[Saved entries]
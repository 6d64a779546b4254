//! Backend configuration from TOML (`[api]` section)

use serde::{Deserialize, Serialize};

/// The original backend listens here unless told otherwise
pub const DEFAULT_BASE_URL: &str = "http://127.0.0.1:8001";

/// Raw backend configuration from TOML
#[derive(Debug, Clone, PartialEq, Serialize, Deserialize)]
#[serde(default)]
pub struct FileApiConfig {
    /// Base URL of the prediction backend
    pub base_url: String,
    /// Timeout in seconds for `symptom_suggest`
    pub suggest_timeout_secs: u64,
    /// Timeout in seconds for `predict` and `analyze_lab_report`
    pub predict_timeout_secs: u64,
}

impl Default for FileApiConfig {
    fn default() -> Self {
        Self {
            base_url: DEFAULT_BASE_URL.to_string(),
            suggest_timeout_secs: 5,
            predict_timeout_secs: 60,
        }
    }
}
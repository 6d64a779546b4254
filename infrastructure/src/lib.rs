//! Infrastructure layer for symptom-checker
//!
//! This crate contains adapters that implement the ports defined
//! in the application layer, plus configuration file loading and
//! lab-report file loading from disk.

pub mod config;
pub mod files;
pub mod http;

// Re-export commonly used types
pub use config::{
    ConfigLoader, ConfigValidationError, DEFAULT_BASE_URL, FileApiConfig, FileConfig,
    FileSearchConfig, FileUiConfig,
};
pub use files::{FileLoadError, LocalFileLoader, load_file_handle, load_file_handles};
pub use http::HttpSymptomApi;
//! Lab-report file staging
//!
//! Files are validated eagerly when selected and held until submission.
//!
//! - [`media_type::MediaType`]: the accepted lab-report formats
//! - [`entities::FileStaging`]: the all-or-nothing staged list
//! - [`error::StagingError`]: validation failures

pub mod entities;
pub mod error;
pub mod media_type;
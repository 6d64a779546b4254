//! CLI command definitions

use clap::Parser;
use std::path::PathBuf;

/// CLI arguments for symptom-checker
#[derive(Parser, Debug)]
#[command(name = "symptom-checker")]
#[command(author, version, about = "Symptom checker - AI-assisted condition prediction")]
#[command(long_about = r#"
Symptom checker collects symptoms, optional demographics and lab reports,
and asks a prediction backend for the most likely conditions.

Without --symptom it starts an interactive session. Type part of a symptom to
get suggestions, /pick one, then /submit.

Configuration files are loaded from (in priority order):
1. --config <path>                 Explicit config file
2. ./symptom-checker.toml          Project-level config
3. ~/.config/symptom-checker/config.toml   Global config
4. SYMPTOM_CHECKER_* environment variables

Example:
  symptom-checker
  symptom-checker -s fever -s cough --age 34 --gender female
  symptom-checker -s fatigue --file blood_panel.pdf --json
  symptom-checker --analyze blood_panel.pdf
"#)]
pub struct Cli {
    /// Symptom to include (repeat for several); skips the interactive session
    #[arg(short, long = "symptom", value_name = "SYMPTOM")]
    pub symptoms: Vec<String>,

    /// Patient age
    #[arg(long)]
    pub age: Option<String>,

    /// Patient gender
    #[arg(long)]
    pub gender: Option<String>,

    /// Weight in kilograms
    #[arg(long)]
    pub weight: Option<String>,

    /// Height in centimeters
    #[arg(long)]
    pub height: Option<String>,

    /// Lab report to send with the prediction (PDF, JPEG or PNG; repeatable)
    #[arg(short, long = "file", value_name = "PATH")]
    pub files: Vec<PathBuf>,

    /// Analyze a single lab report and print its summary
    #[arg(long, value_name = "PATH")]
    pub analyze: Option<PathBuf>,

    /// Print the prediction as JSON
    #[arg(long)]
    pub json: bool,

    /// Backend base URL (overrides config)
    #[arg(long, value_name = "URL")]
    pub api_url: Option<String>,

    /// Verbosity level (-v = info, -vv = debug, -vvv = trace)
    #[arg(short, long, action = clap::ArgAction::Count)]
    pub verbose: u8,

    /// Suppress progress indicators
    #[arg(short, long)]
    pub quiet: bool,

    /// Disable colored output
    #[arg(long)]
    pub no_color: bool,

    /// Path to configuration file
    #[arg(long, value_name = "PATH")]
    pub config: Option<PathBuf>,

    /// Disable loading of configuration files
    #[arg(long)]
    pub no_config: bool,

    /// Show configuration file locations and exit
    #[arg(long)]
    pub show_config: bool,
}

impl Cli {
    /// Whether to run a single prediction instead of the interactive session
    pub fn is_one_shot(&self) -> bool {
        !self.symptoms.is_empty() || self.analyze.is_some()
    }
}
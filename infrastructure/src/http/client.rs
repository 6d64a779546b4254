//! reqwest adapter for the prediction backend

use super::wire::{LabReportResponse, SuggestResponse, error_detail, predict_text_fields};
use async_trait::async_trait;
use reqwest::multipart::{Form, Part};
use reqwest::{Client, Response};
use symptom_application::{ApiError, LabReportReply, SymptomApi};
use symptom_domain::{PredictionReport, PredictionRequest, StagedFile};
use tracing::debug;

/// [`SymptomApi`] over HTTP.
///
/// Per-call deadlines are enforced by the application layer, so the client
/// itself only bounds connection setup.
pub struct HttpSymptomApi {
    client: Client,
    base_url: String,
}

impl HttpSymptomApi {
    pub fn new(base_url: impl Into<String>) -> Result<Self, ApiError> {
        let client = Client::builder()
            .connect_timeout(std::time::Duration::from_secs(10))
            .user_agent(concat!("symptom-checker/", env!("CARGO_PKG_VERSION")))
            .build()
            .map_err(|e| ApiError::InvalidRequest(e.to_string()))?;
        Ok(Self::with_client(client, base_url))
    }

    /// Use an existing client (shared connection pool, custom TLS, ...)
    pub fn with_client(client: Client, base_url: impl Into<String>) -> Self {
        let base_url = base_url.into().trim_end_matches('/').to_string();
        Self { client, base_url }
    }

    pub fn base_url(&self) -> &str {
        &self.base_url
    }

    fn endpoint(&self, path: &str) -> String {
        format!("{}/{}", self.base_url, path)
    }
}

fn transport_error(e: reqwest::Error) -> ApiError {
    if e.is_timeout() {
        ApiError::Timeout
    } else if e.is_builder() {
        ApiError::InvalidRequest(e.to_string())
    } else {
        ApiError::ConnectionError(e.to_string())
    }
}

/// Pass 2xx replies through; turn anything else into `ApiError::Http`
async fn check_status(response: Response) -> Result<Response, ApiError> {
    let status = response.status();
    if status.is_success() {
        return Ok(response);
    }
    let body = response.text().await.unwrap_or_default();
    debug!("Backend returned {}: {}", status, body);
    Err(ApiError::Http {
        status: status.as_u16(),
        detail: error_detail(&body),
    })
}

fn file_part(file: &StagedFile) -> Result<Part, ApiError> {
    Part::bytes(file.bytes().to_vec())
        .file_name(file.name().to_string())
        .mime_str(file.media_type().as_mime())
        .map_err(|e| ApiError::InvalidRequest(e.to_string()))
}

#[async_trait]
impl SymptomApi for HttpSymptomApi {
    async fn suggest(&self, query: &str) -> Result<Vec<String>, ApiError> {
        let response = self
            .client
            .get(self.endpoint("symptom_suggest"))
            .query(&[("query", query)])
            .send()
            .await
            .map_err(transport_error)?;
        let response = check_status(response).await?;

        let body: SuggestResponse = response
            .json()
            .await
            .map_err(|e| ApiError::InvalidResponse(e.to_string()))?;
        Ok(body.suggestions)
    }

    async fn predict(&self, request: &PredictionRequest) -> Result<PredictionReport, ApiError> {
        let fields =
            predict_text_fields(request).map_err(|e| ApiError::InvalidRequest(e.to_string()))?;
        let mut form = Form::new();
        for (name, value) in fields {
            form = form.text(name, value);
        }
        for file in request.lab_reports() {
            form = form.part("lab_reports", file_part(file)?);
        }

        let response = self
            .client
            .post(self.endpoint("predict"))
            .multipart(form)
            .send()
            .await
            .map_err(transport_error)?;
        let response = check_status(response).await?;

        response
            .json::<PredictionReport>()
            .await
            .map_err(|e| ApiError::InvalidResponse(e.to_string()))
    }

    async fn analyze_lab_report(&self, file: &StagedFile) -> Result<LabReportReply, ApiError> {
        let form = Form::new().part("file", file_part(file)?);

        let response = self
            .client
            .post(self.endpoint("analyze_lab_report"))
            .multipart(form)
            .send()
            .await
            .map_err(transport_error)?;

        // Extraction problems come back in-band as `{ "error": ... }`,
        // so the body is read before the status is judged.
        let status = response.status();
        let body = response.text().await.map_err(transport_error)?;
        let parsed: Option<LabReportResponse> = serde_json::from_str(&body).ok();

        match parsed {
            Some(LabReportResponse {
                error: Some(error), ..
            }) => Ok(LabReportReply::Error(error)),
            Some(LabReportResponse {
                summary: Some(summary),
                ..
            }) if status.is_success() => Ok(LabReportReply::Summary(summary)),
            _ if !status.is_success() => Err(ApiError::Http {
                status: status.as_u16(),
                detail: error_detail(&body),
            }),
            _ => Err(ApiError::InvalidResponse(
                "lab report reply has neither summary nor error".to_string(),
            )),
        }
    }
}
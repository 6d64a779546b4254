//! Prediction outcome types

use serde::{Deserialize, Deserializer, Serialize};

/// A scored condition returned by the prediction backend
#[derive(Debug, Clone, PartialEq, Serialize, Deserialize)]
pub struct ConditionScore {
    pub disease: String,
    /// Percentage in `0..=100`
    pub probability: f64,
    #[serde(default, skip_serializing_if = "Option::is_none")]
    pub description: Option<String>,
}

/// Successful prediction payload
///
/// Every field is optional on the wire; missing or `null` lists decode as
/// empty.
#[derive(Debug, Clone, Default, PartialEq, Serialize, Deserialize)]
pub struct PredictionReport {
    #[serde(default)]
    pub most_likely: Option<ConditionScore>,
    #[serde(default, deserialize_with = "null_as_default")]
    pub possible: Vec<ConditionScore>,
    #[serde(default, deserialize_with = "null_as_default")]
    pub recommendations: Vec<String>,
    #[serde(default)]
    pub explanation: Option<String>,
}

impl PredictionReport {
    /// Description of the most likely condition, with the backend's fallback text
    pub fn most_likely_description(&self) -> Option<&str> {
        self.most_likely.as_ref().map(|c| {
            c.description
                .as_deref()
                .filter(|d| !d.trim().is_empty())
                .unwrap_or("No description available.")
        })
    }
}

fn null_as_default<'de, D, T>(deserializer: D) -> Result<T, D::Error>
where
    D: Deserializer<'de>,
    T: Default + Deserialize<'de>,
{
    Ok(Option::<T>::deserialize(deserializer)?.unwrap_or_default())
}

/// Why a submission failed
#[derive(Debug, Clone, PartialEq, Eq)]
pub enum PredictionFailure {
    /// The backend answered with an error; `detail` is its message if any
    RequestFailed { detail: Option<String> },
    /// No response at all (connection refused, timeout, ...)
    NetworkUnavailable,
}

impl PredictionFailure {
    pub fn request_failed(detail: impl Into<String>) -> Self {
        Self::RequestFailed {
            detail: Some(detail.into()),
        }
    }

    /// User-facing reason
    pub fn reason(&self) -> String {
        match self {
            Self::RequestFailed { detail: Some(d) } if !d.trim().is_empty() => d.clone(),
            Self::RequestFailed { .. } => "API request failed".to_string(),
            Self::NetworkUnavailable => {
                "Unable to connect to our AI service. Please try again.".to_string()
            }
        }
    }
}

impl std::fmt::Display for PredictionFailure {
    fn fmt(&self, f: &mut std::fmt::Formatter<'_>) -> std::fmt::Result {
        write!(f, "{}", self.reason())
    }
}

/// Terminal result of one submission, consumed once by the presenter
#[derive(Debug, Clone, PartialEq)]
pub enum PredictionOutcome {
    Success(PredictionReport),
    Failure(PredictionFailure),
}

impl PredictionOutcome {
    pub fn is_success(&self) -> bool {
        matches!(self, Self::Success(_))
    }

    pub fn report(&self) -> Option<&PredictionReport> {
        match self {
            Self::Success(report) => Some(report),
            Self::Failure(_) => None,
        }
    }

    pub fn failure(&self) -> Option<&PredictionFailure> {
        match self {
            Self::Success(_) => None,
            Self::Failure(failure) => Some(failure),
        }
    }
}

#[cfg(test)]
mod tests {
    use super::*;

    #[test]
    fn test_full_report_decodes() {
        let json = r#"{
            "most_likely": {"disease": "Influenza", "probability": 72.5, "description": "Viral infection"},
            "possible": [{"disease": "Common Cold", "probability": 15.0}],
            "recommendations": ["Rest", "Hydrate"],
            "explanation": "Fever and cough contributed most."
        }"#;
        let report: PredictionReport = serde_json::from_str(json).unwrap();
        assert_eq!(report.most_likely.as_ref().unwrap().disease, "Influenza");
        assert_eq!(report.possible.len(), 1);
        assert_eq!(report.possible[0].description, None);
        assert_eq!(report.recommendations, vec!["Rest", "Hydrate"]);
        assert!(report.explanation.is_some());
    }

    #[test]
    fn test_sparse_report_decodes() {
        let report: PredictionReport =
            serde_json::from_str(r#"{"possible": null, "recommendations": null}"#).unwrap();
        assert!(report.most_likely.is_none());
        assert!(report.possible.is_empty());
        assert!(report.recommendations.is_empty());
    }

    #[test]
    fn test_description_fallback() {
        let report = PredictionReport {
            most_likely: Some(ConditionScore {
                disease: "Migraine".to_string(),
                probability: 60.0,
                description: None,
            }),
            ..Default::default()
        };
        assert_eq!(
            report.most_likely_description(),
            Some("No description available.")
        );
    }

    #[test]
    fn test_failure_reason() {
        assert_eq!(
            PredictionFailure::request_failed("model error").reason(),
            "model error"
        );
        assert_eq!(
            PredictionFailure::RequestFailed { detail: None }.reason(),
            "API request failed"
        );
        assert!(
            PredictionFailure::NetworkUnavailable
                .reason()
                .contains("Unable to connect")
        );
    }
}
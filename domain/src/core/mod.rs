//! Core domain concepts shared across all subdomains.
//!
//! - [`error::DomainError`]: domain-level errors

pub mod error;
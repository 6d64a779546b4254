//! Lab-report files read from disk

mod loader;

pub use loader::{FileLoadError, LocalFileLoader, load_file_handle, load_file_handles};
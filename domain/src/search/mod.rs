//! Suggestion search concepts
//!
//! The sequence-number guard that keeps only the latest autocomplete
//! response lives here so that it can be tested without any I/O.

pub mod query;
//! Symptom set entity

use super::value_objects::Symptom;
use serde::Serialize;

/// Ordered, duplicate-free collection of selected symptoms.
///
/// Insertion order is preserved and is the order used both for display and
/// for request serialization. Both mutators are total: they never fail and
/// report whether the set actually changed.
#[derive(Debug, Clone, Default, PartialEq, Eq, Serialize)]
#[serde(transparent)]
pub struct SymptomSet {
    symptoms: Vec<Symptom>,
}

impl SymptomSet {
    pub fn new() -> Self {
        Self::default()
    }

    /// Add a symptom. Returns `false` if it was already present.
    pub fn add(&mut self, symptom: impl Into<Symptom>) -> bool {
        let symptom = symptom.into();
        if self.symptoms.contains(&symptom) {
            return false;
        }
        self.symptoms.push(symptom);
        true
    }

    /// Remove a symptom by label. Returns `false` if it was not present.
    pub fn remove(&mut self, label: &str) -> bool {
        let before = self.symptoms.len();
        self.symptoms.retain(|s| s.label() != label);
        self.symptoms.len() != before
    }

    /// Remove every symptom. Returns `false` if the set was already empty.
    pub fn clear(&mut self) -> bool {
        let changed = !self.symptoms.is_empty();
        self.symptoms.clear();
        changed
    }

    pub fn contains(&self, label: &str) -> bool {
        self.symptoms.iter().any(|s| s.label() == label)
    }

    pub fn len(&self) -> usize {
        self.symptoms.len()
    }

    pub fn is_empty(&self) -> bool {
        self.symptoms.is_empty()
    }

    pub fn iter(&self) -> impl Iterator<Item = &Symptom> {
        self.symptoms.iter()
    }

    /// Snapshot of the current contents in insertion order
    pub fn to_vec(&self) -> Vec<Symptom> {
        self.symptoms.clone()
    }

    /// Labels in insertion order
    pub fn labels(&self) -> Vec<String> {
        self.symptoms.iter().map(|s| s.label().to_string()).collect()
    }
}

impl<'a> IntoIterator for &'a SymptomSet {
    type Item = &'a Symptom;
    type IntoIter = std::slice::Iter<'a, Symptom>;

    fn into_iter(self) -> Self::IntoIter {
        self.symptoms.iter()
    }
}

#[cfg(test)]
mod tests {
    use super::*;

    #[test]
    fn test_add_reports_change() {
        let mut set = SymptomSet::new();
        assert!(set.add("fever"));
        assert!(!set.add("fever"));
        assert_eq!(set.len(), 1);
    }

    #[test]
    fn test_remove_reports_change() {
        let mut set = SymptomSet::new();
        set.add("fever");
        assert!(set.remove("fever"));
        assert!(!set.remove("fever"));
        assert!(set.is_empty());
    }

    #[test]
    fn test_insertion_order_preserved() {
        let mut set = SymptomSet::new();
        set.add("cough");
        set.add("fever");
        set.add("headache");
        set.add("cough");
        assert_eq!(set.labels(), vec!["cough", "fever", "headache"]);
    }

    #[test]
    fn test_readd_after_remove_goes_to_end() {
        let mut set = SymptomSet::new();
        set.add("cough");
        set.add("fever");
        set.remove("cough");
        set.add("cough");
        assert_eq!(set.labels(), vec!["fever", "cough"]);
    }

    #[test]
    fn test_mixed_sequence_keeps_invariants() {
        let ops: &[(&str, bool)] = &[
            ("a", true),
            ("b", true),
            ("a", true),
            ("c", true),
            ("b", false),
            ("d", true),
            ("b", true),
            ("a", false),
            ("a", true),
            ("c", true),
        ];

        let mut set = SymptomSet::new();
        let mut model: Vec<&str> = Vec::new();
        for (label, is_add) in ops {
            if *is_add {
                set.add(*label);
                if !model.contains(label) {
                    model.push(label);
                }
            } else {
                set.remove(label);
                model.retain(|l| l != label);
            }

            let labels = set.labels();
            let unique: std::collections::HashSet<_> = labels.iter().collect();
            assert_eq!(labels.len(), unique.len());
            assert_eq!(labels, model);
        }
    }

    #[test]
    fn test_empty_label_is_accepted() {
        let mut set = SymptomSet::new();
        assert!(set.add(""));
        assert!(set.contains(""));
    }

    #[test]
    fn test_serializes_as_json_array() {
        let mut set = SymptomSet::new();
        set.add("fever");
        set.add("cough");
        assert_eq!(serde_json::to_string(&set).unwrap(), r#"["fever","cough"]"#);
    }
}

§ Problem
Go through the data above from its first line and copy each line exactly, stopping once the line with "pub const DEFAULT_BASE_URL: &str" has been copied.

§ Worked solution
repository 6d64a779546b4254
//! Backend configuration from TOML (`[api]` section)

use serde::{Deserialize, Serialize};

/// The original backend listens here unless told otherwise
pub const DEFAULT_BASE_URL: &str = "http://127.0.0.1:8001";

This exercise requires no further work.